Paper short abstract:
This paper assesses the impact of COVID on borrowers’ livelihoods across the country. It focuses on household-level data collected from rural Punjab in Pakistan and offers policy-related implications and avenues for further research.
Paper long abstract:
Poor households in urban and, in particular, rural areas in many developing countries do not have easy access to basic financial services. Their “systematic exclusion” from formal financial services has led to the evolution of an alternative mode of finance, microfinance, in which financial services are provided not through traditional routes, such as local moneylenders, cooperatives and banks, but through NGOs or microfinance institutions (MFIs).
The COVID-19 pandemic brought untold misery to millions around the world. For those who were already struggling to make ends meet, this was a particularly bad time. This study was conducted to assess the impact of the outbreak, and how the ensuing lockdown resulted in the loss of income for micro-entrepreneurs in rural areas.

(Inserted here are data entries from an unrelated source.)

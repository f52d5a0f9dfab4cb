//! Error types for the operations layer.
//!
//! This module defines the `OpsError` enum used by all operation
//! functions in this crate.

use fleetrent_gateway::GatewayError;
use fleetrent_store::StoreError;
use fleetrent_types::{ErrorCode, RentalId, RentalStatus, VehicleId};
use thiserror::Error;

/// Result type for operations.
pub type OpsResult<T> = std::result::Result<T, OpsError>;

/// Errors that can occur during rental operations.
#[derive(Debug, Error)]
#[non_exhaustive]
pub enum OpsError {
    // =========================================================================
    // Request Errors
    // =========================================================================
    /// Rental date range is invalid.
    #[error("invalid rental range: {0}")]
    InvalidRange(String),

    /// Input failed validation.
    #[error("validation failed: {0}")]
    Validation(String),

    /// Vehicle not found.
    #[error("vehicle not found: {0}")]
    VehicleNotFound(VehicleId),

    /// Rental not found.
    #[error("rental not found: {0}")]
    RentalNotFound(RentalId),

    /// No payment record matches the reference.
    #[error("payment not found: {0}")]
    PaymentNotFound(String),

    // =========================================================================
    // Access Errors
    // =========================================================================
    /// Webhook token missing or wrong.
    #[error("invalid webhook token")]
    Unauthorized,

    /// Caller does not own the referenced record.
    #[error("caller does not own this rental")]
    Forbidden,

    // =========================================================================
    // State Errors
    // =========================================================================
    /// Operation not allowed in the rental's current state.
    #[error("operation not allowed in rental state: {0}")]
    InvalidState(RentalStatus),

    /// Notification reports a transition the payment cannot take.
    #[error("conflicting payment transition: {0}")]
    Conflict(String),

    /// No units left for the requested vehicle.
    #[error("no units available for vehicle: {0}")]
    OutOfStock(VehicleId),

    // =========================================================================
    // Wrapped Errors
    // =========================================================================
    /// Payment gateway error.
    #[error("gateway error: {0}")]
    Gateway(#[from] GatewayError),

    /// Storage error.
    #[error("store error: {0}")]
    Store(#[from] StoreError),
}

impl OpsError {
    /// Create a validation error.
    pub fn validation(msg: impl Into<String>) -> Self {
        OpsError::Validation(msg.into())
    }

    /// Create a conflict error.
    pub fn conflict(msg: impl Into<String>) -> Self {
        OpsError::Conflict(msg.into())
    }

    /// Get the service error code for this error.
    ///
    /// An HTTP shell maps outcomes through `ErrorCode::http_status`.
    pub fn error_code(&self) -> ErrorCode {
        match self {
            // Request errors
            Self::InvalidRange(_) => ErrorCode::InvalidRange,
            Self::Validation(_) => ErrorCode::Validation,
            Self::VehicleNotFound(_) | Self::RentalNotFound(_) | Self::PaymentNotFound(_) => {
                ErrorCode::NotFound
            }

            // Access errors
            Self::Unauthorized => ErrorCode::Unauthorized,
            Self::Forbidden => ErrorCode::Forbidden,

            // State errors
            Self::InvalidState(_) => ErrorCode::InvalidState,
            Self::Conflict(_) => ErrorCode::Conflict,
            Self::OutOfStock(_) => ErrorCode::OutOfStock,

            // Wrapped errors
            Self::Gateway(GatewayError::AmountTooLow { .. }) => ErrorCode::Validation,
            Self::Gateway(_) => ErrorCode::GatewayFailure,
            Self::Store(StoreError::OutOfStock(_)) => ErrorCode::OutOfStock,
            Self::Store(_) => ErrorCode::Internal,
        }
    }

    /// Get a user-friendly suggestion for recovering from this error.
    pub fn suggestion(&self) -> &'static str {
        match self {
            Self::InvalidRange(_) => {
                "Rental end date must not be before the start date. Use YYYY-MM-DD."
            }
            Self::Validation(_) => "Check the request fields and try again.",
            Self::VehicleNotFound(_) => "Vehicle not found. Browse the catalog for available vehicles.",
            Self::RentalNotFound(_) => "Rental not found. Check the rental id.",
            Self::PaymentNotFound(_) => {
                "No payment matches this reference. The rental may never have been created."
            }
            Self::Unauthorized => "Webhook token rejected. Verify the shared callback secret.",
            Self::Forbidden => "Only the user who created the rental can operate on it.",
            Self::InvalidState(_) => {
                "The rental is not in a state that allows this operation. Check its status first."
            }
            Self::Conflict(_) => {
                "The payment already left the state this notification applies to. No action needed."
            }
            Self::OutOfStock(_) => "All units are currently rented out. Try again later.",
            Self::Gateway(_) => "Payment gateway unavailable. The request left no local state; retry.",
            Self::Store(_) => "Storage failure. Nothing was committed; the request is safe to retry.",
        }
    }

    /// Returns true if this error is transient and the operation may
    /// succeed on retry.
    pub fn is_transient(&self) -> bool {
        match self {
            Self::Gateway(e) => e.is_transient(),
            Self::Store(e) => e.is_transient(),
            Self::OutOfStock(_) => true, // Stock may return
            _ => false,
        }
    }
}
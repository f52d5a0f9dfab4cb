//! Rental record and pricing rules.

use chrono::NaiveDate;
use serde::{Deserialize, Serialize};

use crate::enums::RentalStatus;
use crate::{Amount, RentalId, Timestamp, UserId, VehicleId};

/// A single reservation of one vehicle unit for a date range.
///
/// Rentals are never deleted; `Completed` and `Cancelled` are terminal.
/// Inventory is taken only on the `Pending → Active` transition, so an
/// unpaid rental never holds stock.
#[derive(Debug, Clone, PartialEq, Eq, Serialize, Deserialize)]
#[serde(rename_all = "snake_case")]
pub struct Rental {
    /// Row identity.
    pub id: RentalId,
    /// Owning user.
    pub user_id: UserId,
    /// Rented vehicle.
    pub vehicle_id: VehicleId,
    /// First rental day (inclusive).
    pub start_date: NaiveDate,
    /// Last rental day. `end_date >= start_date` always holds.
    pub end_date: NaiveDate,
    /// Price for the whole range: `unit_price × max(days, 1)`.
    pub total_cost: Amount,
    /// Lifecycle state.
    pub status: RentalStatus,
    /// Creation time, unix seconds.
    pub created_at: Timestamp,
    /// Last mutation time, unix seconds. Monotonic per row.
    pub updated_at: Timestamp,
}

impl Rental {
    /// True while the rental holds an inventory unit.
    pub fn is_active(&self) -> bool {
        self.status == RentalStatus::Active
    }
}

/// Number of billable days for a date range.
///
/// A same-day rental (`end == start`) still charges one day; longer ranges
/// charge the whole-day difference. Callers must have rejected
/// `end < start` already.
pub fn rental_days(start: NaiveDate, end: NaiveDate) -> i64 {
    (end - start).num_days().max(1)
}

/// Total cost for a rental: `unit_price × max(days, 1)`.
pub fn rental_cost(unit_price: Amount, start: NaiveDate, end: NaiveDate) -> Amount {
    unit_price * rental_days(start, end) as Amount
}
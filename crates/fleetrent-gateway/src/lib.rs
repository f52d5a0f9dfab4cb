//! Payment gateway integration for the Fleetrent rental service.
//!
//! This crate implements the outbound half of the payment flow: creating
//! a payable invoice at the external gateway when a rental is requested.
//! The inbound half (the asynchronous payment-status webhook) is handled
//! by the reconciler in `fleetrent-ops`; the wire types it consumes live
//! in `fleetrent-types`.
//!
//! # Architecture
//!
//! ```text
//! ┌─────────────┐  create_invoice    ┌──────────────┐
//! │  Fleetrent  │ ──────────────────→│  Payment     │
//! │  (ops)      │ ←────────────────  │  Gateway     │
//! │             │  invoice + URL     │              │
//! │             │                    │              │
//! │             │        payer pays out-of-band     │
//! │             │                    │              │
//! │  webhook    │  POST status       │              │
//! │  reconciler │ ←──────────────────│              │
//! └─────────────┘                    └──────────────┘
//! ```
//!
//! # Components
//!
//! - **[`types`]**: invoice API request/response shapes and client config
//! - **[`client`]**: `InvoiceGateway` trait and the reqwest-based client
//! - **[`mock`]**: in-memory gateway for tests
//! - **[`error`]**: error types
//!
//! The `external_id` on every invoice is derived deterministically from
//! the rental identity, so retried creation calls never produce duplicate
//! external charges, and webhook notifications can always be correlated
//! back to exactly one payment record.

pub mod client;
pub mod error;
pub mod mock;
pub mod types;

// Re-export main types
pub use client::{HttpInvoiceGateway, InvoiceGateway};
pub use error::{GatewayError, GatewayResult};
pub use mock::MockInvoiceGateway;
pub use types::{CreateInvoiceRequest, GatewayConfig, Invoice, API_KEY_HEADER, INVOICES_PATH};
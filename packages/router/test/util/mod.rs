//! Helpers shared by the router integration tests.
#![allow(dead_code)]

use std::sync::Arc;

use angular_router::{
    parse_url, ComponentInstruction, ParamValue, Params, PathMatch, RouteMatch, RuleSet,
};
use futures::executor::block_on;

pub fn params(pairs: &[(&str, &str)]) -> Params {
    pairs
        .iter()
        .map(|(k, v)| (k.to_string(), ParamValue::from(*v)))
        .collect()
}

/// Resolve every candidate for `url`, in order.
pub fn recognize_all(rule_set: &RuleSet, url: &str) -> Vec<Option<RouteMatch>> {
    let url = parse_url(url).expect("url parses");
    rule_set
        .recognize(&url)
        .into_iter()
        .map(|pending| block_on(pending).expect("match resolves"))
        .collect()
}

/// The first candidate for `url`, resolved.
pub fn recognize_first(rule_set: &RuleSet, url: &str) -> Option<RouteMatch> {
    recognize_all(rule_set, url).into_iter().next().flatten()
}

pub fn path_match(route_match: Option<RouteMatch>) -> PathMatch {
    match route_match {
        Some(RouteMatch::Path(path_match)) => path_match,
        other => panic!("expected a path match, got {:?}", other),
    }
}

pub fn instruction(route_match: Option<RouteMatch>) -> Arc<ComponentInstruction> {
    path_match(route_match)
        .instruction
        .expect("path match carries an instruction")
}
//! Whole-tree message extraction.

#[path = "../util/mod.rs"]
mod utils;

#[cfg(test)]
mod tests {
    use super::utils::{comment, element, text};
    use angular_i18n::i18n::{remove_duplicates, Message, MessageExtractor};

    fn msg(content: &str, meaning: Option<&str>, description: Option<&str>) -> Message {
        Message::new(
            content.to_string(),
            meaning.map(str::to_string),
            description.map(str::to_string),
        )
    }

    #[test]
    fn should_extract_from_marked_elements_and_their_attributes() {
        let nodes = vec![element(
            "div",
            &[("i18n", "m|d")],
            vec![
                text("Hello"),
                element("img", &[("i18n-alt", ""), ("alt", "pic")], vec![]),
            ],
        )];

        let res = MessageExtractor::new().extract(&nodes);

        assert!(res.errors.is_empty());
        assert_eq!(
            res.messages,
            vec![
                msg("Hello<ph name=\"e1\"></ph>", Some("m"), Some("d")),
                msg("pic", None, None),
            ]
        );
    }

    #[test]
    fn should_recurse_into_unmarked_elements() {
        let nodes = vec![element(
            "div",
            &[],
            vec![comment("i18n: x"), text("Inner"), comment("/i18n")],
        )];

        let res = MessageExtractor::new().extract(&nodes);

        assert_eq!(res.messages, vec![msg("Inner", Some("x"), None)]);
    }

    #[test]
    fn should_extract_attributes_of_root_elements() {
        let nodes = vec![element(
            "input",
            &[("i18n-placeholder", "hint|shown when empty"), ("placeholder", "Name")],
            vec![],
        )];

        let res = MessageExtractor::new().extract(&nodes);

        assert_eq!(
            res.messages,
            vec![msg("Name", Some("hint"), Some("shown when empty"))]
        );
    }

    #[test]
    fn should_collect_missing_attribute_errors() {
        let nodes = vec![element("input", &[("i18n-placeholder", "")], vec![])];

        let res = MessageExtractor::new().extract(&nodes);

        assert!(res.messages.is_empty());
        assert_eq!(res.errors.len(), 1);
        assert_eq!(res.errors[0].msg, "Missing attribute 'placeholder'.");
    }

    #[test]
    fn should_collect_unterminated_comment_errors_and_keep_going() {
        let nodes = vec![
            element("p", &[("i18n", "")], vec![text("first")]),
            comment("i18n: second"),
            text("tail"),
        ];

        let res = MessageExtractor::new().extract(&nodes);

        assert_eq!(res.errors.len(), 1);
        assert_eq!(
            res.messages,
            vec![msg("first", None, None), msg("tail", Some("second"), None)]
        );
    }

    #[test]
    fn should_reset_state_between_extractions() {
        let mut extractor = MessageExtractor::new();
        extractor.extract(&[element("input", &[("i18n-title", "")], vec![])]);

        let res = extractor.extract(&[element("p", &[("i18n", "")], vec![text("ok")])]);

        assert!(res.errors.is_empty());
        assert_eq!(res.messages, vec![msg("ok", None, None)]);
    }

    #[test]
    fn should_summarize_as_json() {
        let nodes = vec![element("p", &[("i18n", "m")], vec![text("ok")])];

        let json = MessageExtractor::new().extract(&nodes).to_json();

        assert_eq!(json["messages"][0]["id"], "%24ng%7Cm%7Cok");
        assert_eq!(json["messages"][0]["content"], "ok");
        assert!(json["errors"].as_array().unwrap().is_empty());
    }

    #[test]
    fn should_remove_duplicate_messages() {
        let messages = vec![
            msg("a", Some("m"), Some("first")),
            msg("b", None, None),
            msg("a", Some("m"), Some("second")),
            msg("a", Some("other"), None),
        ];

        assert_eq!(
            remove_duplicates(messages),
            vec![
                msg("a", Some("m"), Some("first")),
                msg("b", None, None),
                msg("a", Some("other"), None),
            ]
        );
    }
}
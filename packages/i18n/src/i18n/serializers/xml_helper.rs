//! XML Helper Module
//!
//! Minimal XML tree used to write message bundles.

use indexmap::IndexMap;

/// Visitor trait for XML nodes
pub trait IVisitor {
    fn visit_tag(&mut self, tag: &Tag) -> String;
    fn visit_raw(&mut self, raw: &Raw) -> String;
}

struct Visitor;

impl IVisitor for Visitor {
    fn visit_tag(&mut self, tag: &Tag) -> String {
        let str_attrs = self.serialize_attributes(&tag.attrs);

        if tag.children.is_empty() {
            return format!("<{}{}/>", tag.name, str_attrs);
        }

        let str_children: String = tag.children.iter().map(|node| node.visit(self)).collect();

        format!("<{}{}>{}</{}>", tag.name, str_attrs, str_children, tag.name)
    }

    fn visit_raw(&mut self, raw: &Raw) -> String {
        raw.value.clone()
    }
}

impl Visitor {
    fn serialize_attributes(&self, attrs: &IndexMap<String, String>) -> String {
        attrs
            .iter()
            .map(|(name, value)| format!(" {}=\"{}\"", name, value))
            .collect()
    }
}

/// Serialize XML nodes to string
pub fn serialize(nodes: &[Node]) -> String {
    let mut visitor = Visitor;
    nodes.iter().map(|node| node.visit(&mut visitor)).collect()
}

/// XML node union
#[derive(Debug, Clone, PartialEq)]
pub enum Node {
    Tag(Tag),
    Raw(Raw),
}

impl Node {
    pub fn visit(&self, visitor: &mut dyn IVisitor) -> String {
        match self {
            Node::Tag(tag) => visitor.visit_tag(tag),
            Node::Raw(raw) => visitor.visit_raw(raw),
        }
    }
}

/// XML Tag node. Attribute values are escaped on construction and written in
/// insertion order.
#[derive(Debug, Clone, PartialEq)]
pub struct Tag {
    pub name: String,
    pub attrs: IndexMap<String, String>,
    pub children: Vec<Node>,
}

impl Tag {
    pub fn new(name: &str, unescaped_attrs: IndexMap<String, String>, children: Vec<Node>) -> Self {
        let attrs = unescaped_attrs
            .into_iter()
            .map(|(k, v)| (k, escape_xml(&v)))
            .collect();
        Tag {
            name: name.to_string(),
            attrs,
            children,
        }
    }
}

/// Pre-formed markup written verbatim (message content already carries its
/// `<ph>` placeholders).
#[derive(Debug, Clone, PartialEq)]
pub struct Raw {
    pub value: String,
}

impl Raw {
    pub fn new(value: &str) -> Self {
        Raw {
            value: value.to_string(),
        }
    }
}

const ESCAPED_CHARS: [(char, &str); 5] = [
    ('&', "&amp;"),
    ('"', "&quot;"),
    ('\'', "&apos;"),
    ('<', "&lt;"),
    ('>', "&gt;"),
];

/// Escape XML special characters
pub fn escape_xml(text: &str) -> String {
    let mut out = String::with_capacity(text.len());
    for c in text.chars() {
        match ESCAPED_CHARS.iter().find(|(ch, _)| *ch == c) {
            Some((_, escaped)) => out.push_str(escaped),
            None => out.push(c),
        }
    }
    out
}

The study makes use of cross-sectional data that was collected earlier this year by interviewing around 300 borrower households in the rural areas of the Punjab province of Pakistan. Household characteristics were captured across four dimensions, further segregated into various indicators designed to capture various socio-economic characteristics, such as household income and expenditure, household assets and general living conditions. Findings reveal the true multidimensional nature of poverty and how the pandemic resulted in deepening poverty and widening the gap between the rich and poor, thus leading to even more inequality, in addition to leading to a whole range of socio-economic crises across the affected areas. The paper provides important public policy-related implications and avenues for further research.